→ Task item
Scan the records and identify every line in which the string "call" occurs, then return those lines.

*** Block opens ***

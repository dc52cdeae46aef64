//! Application initialization and resource setup.
//!
//! This module provides functions to initialize the shared resources:
//! - HTTP client (with connect and global timeouts)
//! - Logger
//!
//! All initialization functions return proper error types for error handling.

mod client;
mod logger;

// Re-export public API
pub use client::init_client;
pub use logger::init_logger_with;
//! Execution log insertion and finalization.
//!
//! This module handles the run-level audit row: created before any vendor
//! call is made, finalized exactly once after all calls complete. The two
//! writes are independent short statements: no transaction spans the
//! fan-out between them, and a NULL `finished_at_ms` marks a pending or
//! abandoned run.

use sqlx::{Row, SqlitePool};

use crate::error_handling::DatabaseError;
use crate::storage::models::{ExecutionStats, ExecutionSummary, NewExecutionLog};

/// Creates the execution log row at run start and returns its id.
///
/// Counts start at zero; `finished_at_ms` stays NULL until
/// [`finalize_execution_log`] runs.
pub async fn create_execution_log(
    pool: &SqlitePool,
    log: &NewExecutionLog<'_>,
) -> Result<i64, DatabaseError> {
    let started_at_ms = chrono::Utc::now().timestamp_millis();

    let row = sqlx::query(
        "INSERT INTO execution_logs (mix_id, fingerprint, origin, total_integrations, started_at_ms)
         VALUES (?, ?, ?, ?, ?)
         RETURNING id",
    )
    .bind(log.mix_id)
    .bind(log.fingerprint)
    .bind(log.origin)
    .bind(log.total_integrations)
    .bind(started_at_ms)
    .fetch_one(pool)
    .await
    .map_err(DatabaseError::SqlError)?;

    Ok(row.get::<i64, _>("id"))
}

/// Updates the execution log with final counts when a run completes.
///
/// Called exactly once per run, after every call log row has been written.
pub async fn finalize_execution_log(
    pool: &SqlitePool,
    stats: &ExecutionStats,
) -> Result<(), DatabaseError> {
    let finished_at_ms = chrono::Utc::now().timestamp_millis();

    sqlx::query(
        "UPDATE execution_logs
         SET successful_integrations = ?, failed_integrations = ?, total_offers = ?,
             duration_ms = ?, finished_at_ms = ?
         WHERE id = ?",
    )
    .bind(stats.successful_integrations)
    .bind(stats.failed_integrations)
    .bind(stats.total_offers)
    .bind(stats.duration_ms)
    .bind(finished_at_ms)
    .bind(stats.execution_id)
    .execute(pool)
    .await
    .map_err(DatabaseError::SqlError)?;

    Ok(())
}

/// Query execution history from the database.
///
/// Returns finalized runs sorted by `started_at_ms` (most recent first).
/// Pending rows (NULL `finished_at_ms`) are excluded: they are either
/// in-flight or died mid-run.
pub async fn query_execution_history(
    pool: &SqlitePool,
    limit: Option<usize>,
) -> Result<Vec<ExecutionSummary>, DatabaseError> {
    let query = if let Some(limit) = limit {
        format!(
            "SELECT id, mix_id, fingerprint, origin, total_integrations, successful_integrations,
                    failed_integrations, total_offers, duration_ms, started_at_ms, finished_at_ms
             FROM execution_logs
             WHERE finished_at_ms IS NOT NULL
             ORDER BY started_at_ms DESC
             LIMIT {}",
            limit
        )
    } else {
        "SELECT id, mix_id, fingerprint, origin, total_integrations, successful_integrations,
                failed_integrations, total_offers, duration_ms, started_at_ms, finished_at_ms
         FROM execution_logs
         WHERE finished_at_ms IS NOT NULL
         ORDER BY started_at_ms DESC"
            .to_string()
    };

    let rows = sqlx::query(&query)
        .fetch_all(pool)
        .await
        .map_err(DatabaseError::SqlError)?;

    let summaries: Vec<ExecutionSummary> = rows
        .into_iter()
        .map(|row| ExecutionSummary {
            id: row.get("id"),
            mix_id: row.get("mix_id"),
            fingerprint: row.get("fingerprint"),
            origin: row.get("origin"),
            total_integrations: row.get("total_integrations"),
            successful_integrations: row.get("successful_integrations"),
            failed_integrations: row.get("failed_integrations"),
            total_offers: row.get("total_offers"),
            duration_ms: row.get("duration_ms"),
            started_at_ms: row.get("started_at_ms"),
            finished_at_ms: row.get("finished_at_ms"),
        })
        .collect();

    Ok(summaries)
}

*** Block closes ***

→ Exercise solution
//! call is made, finalized exactly once after all calls complete. The two
/// Called exactly once per run, after every call log row has been written.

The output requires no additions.